_DIRECTIONS_:
Copy out, from the entries below, each line that holds the string "Item".

Content starts

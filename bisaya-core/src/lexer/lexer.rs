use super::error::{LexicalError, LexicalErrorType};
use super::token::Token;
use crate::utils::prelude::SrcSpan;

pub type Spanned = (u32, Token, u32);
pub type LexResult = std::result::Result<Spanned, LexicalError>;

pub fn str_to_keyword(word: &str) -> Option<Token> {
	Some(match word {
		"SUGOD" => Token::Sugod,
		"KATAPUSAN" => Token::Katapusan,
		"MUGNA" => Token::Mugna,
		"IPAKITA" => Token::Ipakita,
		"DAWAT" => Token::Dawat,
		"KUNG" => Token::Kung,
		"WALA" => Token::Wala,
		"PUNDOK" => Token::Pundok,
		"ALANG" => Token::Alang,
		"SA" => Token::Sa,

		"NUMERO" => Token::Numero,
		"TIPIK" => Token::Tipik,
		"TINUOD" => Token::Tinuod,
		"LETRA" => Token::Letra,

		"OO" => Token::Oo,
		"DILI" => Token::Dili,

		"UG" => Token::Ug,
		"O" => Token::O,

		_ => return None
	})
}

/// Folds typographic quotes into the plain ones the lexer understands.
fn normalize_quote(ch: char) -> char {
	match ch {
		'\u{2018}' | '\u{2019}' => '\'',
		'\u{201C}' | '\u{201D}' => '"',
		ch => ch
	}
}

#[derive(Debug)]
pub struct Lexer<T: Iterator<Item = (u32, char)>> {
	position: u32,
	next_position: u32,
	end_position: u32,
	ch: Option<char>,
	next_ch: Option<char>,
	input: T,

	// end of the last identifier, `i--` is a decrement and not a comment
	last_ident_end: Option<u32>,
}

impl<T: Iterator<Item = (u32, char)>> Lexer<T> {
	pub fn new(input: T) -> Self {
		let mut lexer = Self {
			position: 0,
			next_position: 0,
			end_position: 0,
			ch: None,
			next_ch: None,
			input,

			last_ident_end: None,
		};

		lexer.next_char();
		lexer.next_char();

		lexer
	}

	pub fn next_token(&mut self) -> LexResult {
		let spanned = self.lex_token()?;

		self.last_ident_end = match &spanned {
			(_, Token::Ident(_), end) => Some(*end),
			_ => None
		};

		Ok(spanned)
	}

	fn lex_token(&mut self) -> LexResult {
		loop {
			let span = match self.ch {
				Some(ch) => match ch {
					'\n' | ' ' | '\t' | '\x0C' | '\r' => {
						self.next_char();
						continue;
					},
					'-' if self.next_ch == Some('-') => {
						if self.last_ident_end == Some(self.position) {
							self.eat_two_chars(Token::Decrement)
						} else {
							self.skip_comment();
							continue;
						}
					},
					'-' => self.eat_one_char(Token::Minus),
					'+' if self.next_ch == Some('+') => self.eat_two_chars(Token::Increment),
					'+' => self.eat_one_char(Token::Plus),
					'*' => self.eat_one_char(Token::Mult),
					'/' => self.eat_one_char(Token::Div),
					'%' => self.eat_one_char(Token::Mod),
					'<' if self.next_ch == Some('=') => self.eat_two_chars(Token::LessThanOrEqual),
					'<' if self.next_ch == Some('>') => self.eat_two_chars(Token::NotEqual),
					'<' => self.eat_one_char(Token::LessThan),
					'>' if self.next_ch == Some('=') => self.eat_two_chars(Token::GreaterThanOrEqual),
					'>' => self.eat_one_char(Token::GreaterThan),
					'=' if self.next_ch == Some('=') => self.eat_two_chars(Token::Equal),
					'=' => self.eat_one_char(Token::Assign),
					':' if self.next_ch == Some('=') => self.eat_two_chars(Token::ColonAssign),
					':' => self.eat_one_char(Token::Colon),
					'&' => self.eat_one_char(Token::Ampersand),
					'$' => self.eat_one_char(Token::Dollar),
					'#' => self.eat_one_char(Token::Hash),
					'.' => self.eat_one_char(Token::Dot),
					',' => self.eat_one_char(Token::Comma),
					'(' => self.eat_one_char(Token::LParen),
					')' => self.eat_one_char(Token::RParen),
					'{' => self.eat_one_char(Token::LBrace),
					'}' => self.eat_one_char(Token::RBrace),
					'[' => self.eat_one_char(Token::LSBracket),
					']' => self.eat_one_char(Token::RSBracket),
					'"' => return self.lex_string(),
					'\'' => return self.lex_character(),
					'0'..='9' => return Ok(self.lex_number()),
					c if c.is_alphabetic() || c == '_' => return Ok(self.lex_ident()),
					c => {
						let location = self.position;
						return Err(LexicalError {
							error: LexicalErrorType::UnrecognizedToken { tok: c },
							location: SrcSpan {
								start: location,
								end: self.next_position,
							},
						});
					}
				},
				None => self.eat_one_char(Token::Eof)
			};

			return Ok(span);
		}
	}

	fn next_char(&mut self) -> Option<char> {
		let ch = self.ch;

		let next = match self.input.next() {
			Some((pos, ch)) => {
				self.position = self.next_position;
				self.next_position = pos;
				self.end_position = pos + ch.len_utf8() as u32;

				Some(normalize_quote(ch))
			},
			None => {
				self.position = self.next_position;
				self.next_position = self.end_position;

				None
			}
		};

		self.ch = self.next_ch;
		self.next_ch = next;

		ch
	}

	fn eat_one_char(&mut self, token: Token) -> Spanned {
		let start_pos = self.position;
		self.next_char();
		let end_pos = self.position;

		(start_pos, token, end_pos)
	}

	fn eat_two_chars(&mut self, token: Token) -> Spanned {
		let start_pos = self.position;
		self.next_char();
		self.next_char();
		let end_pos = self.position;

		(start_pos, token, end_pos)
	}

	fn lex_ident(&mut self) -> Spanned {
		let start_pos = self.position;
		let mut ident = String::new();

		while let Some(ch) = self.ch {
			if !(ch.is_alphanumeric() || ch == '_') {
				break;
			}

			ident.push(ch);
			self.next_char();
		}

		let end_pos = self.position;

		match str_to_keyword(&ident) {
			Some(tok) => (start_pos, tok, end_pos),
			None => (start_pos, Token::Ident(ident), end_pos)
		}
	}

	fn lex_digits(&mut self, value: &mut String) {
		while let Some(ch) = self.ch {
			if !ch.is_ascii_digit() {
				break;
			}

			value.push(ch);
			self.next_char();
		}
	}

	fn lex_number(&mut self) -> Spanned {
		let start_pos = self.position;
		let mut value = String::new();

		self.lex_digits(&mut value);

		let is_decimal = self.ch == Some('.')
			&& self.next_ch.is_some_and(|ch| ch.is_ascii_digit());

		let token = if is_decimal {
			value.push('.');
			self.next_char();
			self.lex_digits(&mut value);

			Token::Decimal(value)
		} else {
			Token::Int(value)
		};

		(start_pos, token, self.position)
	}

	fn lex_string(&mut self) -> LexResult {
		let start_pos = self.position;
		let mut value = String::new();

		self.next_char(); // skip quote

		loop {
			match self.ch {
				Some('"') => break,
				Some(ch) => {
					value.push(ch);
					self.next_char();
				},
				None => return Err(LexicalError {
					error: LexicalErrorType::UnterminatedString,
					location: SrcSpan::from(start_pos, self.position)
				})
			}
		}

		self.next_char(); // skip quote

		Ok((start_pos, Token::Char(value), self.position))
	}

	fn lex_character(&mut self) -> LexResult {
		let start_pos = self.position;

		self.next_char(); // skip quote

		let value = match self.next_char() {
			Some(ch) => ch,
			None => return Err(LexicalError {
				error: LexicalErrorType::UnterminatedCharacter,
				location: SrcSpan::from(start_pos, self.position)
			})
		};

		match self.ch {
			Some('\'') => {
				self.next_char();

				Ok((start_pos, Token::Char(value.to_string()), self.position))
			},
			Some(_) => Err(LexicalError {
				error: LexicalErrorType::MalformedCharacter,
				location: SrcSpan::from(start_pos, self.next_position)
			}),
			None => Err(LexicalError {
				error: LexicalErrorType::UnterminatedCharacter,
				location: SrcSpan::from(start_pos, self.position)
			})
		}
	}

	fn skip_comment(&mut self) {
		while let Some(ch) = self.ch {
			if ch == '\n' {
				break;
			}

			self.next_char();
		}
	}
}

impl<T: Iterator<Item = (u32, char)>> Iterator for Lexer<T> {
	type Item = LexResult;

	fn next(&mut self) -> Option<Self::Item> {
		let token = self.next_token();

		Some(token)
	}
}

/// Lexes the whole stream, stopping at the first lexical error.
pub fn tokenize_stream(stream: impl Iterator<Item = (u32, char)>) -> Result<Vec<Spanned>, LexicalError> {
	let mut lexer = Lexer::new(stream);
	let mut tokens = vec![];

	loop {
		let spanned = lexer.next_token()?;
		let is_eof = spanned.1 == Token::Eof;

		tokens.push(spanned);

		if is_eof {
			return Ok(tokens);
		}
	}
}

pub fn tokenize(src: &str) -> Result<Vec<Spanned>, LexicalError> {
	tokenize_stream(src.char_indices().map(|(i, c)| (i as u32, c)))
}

Content ends

_SOLUTION TO THIS EXERCISE_:
pub struct Lexer<T: Iterator<Item = (u32, char)>> {
impl<T: Iterator<Item = (u32, char)>> Lexer<T> {
impl<T: Iterator<Item = (u32, char)>> Iterator for Lexer<T> {
	type Item = LexResult;
	fn next(&mut self) -> Option<Self::Item> {
pub fn tokenize_stream(stream: impl Iterator<Item = (u32, char)>) -> Result<Vec<Spanned>, LexicalError> {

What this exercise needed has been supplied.